Performance Optimization¶
Reduce Active Objects
Only check links that can actually collide:
Use Appropriate Margin
Larger margins = slower checks. Use the minimum safe margin:
- Motion planning: 2-5cm
- Final validation: 0-1cm
- Real-time: As small as safe
Choose the Right Test Type
Integration with Planning¶
Planners automatically use collision checking — configure collision margins through planner profiles rather than calling the contact manager yourself:
from tesseract_robotics.planning import (
MotionProgram, JointTarget, plan_freespace,
)
import numpy as np
# Build a program (start/goal joint states)
program = (
MotionProgram("manipulator")
.move_to(JointTarget(np.zeros(6)))
.move_to(JointTarget(np.array([0.5, -0.5, 0.5, 0.0, 0.5, 0.0])))
)
# OMPL (sampling) — checks collisions at sampled states
# TrajOpt — would use collision cost/constraint via TrajOptCollisionConfig
# Descartes (plan_cartesian) — expects Cartesian targets, not joint targets
result = plan_freespace(robot, program)
Collision margins for TrajOpt pipelines live in TrajOptCollisionConfig (see LVS section above) and are applied via composite profiles — see src/tesseract_robotics/planning/profiles.py for the stock profile builder.
Collision Geometry Types¶
| Type | Performance | Accuracy |
|---|---|---|
| Sphere | Fastest | Low |
| Box | Fast | Medium |
| Cylinder | Fast | Medium |
| Capsule | Fast | Medium |
| Mesh | Slow | High |
| ConvexMesh | Medium | High |
Use Convex Decomposition
For complex meshes, use makeConvexMesh to build a convex hull:
from tesseract_robotics.tesseract_collision import makeConvexMesh
convex = makeConvexMesh(mesh)
To load a convex mesh directly from a file, use the planning helper:
Debugging Collisions¶
from tesseract_robotics.tesseract_collision import (
ContactRequest,
ContactResultMap,
ContactResultVector,
ContactTestType_ALL,
)
def debug_collision(robot, joints, joint_names):
"""Print detailed collision info."""
robot.set_joints(joints, joint_names=joint_names)

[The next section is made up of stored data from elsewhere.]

//! A filter bound to a blur factor: the configuration handed to the window builder.

use crate::{Context, Error, Filter, Type};
#[cfg(not(feature = "std"))]
#[allow(unused_imports)]
use crate::no_std_float::FloatExt;

/// Upper bound on the number of probes a single [`InterpolationDetails::probe`] walk makes.
const MAX_PROBE_STEPS: usize = 1 << 24;

/// A filter together with the blur factor it is applied with.
///
/// Immutable once created, so any number of builds, on any number of
/// threads, may borrow the same instance.
#[derive(Debug, Clone, Copy, PartialEq)]
pub struct InterpolationDetails {
    filter: Filter,
    blur: f64,
}

impl InterpolationDetails {
    /// Details for `filter` with no extra blur.
    pub fn create(ctx: &mut Context, filter: Type) -> Result<InterpolationDetails, Error> {
        Self::create_with_blur(ctx, filter, 1.0)
    }

    /// Details for `filter`, stretched by `blur`.
    ///
    /// `blur` must be finite and at least 1. Values above 1 widen the
    /// support and soften the result.
    pub fn create_with_blur(ctx: &mut Context, filter: Type, blur: f64) -> Result<InterpolationDetails, Error> {
        ctx.run(|| {
            if !(blur.is_finite() && blur >= 1.0) {
                return Err(Error::InvalidParameters);
            }
            Ok(InterpolationDetails { filter: filter.filter(), blur })
        })
    }

    /// The underlying filter, without blur applied.
    #[inline]
    pub fn filter(&self) -> &Filter {
        &self.filter
    }

    /// Blur factor `b`.
    #[inline]
    pub fn blur(&self) -> f64 {
        self.blur
    }

    /// Effective support radius `W * b`.
    #[inline]
    pub fn support(&self) -> f64 {
        self.filter.support() * self.blur
    }

    /// Blurred kernel value at `x`: zero for `|x| >= W * b`.
    #[inline]
    pub fn evaluate(&self, x: f64) -> f64 {
        self.filter.evaluate(x / self.blur)
    }

    /// Area of the negative lobes relative to the positive area over `[0, W * b]`.
    ///
    /// Zero for kernels that never go negative.
    pub fn percent_negative_weight(&self) -> f64 {
        let samples = 50;
        let step = self.support() / samples as f64;
        let mut last_height = self.evaluate(-step);
        let mut positive_area = 0.0;
        let mut negative_area = 0.0;
        for i in 0..samples + 3 {
            let height = self.evaluate(i as f64 * step);
            let area = (height + last_height) / 2.0 * step;
            last_height = height;
            if area > 0.0 {
                positive_area += area;
            } else {
                negative_area -= area;
            }
        }
        if positive_area > 0.0 {
            negative_area / positive_area
        } else {
            0.0
        }
    }

    /// Fill `buf` with evenly spaced samples of [`evaluate`](Self::evaluate)
    /// starting at `from`, stepping `(to - from) / buf.len()`.
    pub fn sample_into(&self, from: f64, to: f64, buf: &mut [f64]) {
        let len = buf.len() as f64;
        for (i, out) in buf.iter_mut().enumerate() {
            let x = (to - from) * (i as f64 / len) + from;
            *out = self.evaluate(x);
        }
    }

    /// Walk from `start` in increments of `step` while `|x| < |stop_at_abs|`
    /// and check every value lies in `[low, high]`.
    ///
    /// Returns the first offending `(x, value)`. The walk is capped at a
    /// fixed number of steps, so a `step` pointing the wrong way, or a zero
    /// step, terminates.
    ///
    /// ```
    /// use resample_weights::{Context, InterpolationDetails, Type};
    /// let d = InterpolationDetails::create(&mut Context::new(), Type::Triangle).unwrap();
    /// assert!(d.probe(0.0, 1.0, 0.05, 0.0, 1.0).is_ok());
    /// assert!(d.probe(0.0, 1.0, 0.05, 0.5, 1.0).is_err());
    /// ```
    pub fn probe(&self, start: f64, stop_at_abs: f64, step: f64, low: f64, high: f64) -> Result<(), (f64, f64)> {
        let limit = stop_at_abs.abs();
        let steps = if step.is_finite() && step != 0.0 {
            let span = ((limit + start.abs()) / step.abs()).ceil();
            if span.is_finite() && span < MAX_PROBE_STEPS as f64 {
                span as usize + 1
            } else {
                MAX_PROBE_STEPS
            }
        } else {
            1
        };
        for i in 0..steps {
            let x = start + step * i as f64;
            if x.abs() >= limit {
                break;
            }
            let value = self.evaluate(x);
            if value < low || value > high {
                return Err((x, value));
            }
        }
        Ok(())
    }
}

state = robot.env.getState()
manager = robot.env.getDiscreteContactManager()
manager.setActiveCollisionObjects(robot.env.getActiveLinkNames())
manager.setCollisionObjectsTransform(state.link_transforms)
contacts = ContactResultMap()
manager.contactTest(contacts, ContactRequest(ContactTestType_ALL))
if contacts.size() == 0:
print("No collisions detected")
return
results = ContactResultVector()
contacts.flattenMoveResults(results)
print(f"Found {len(results)} contact(s):")
for i in range(len(results)):
r = results[i]
print(f"\n Contact {i + 1}:")
print(f" Links: {r.link_names[0]} <-> {r.link_names[1]}")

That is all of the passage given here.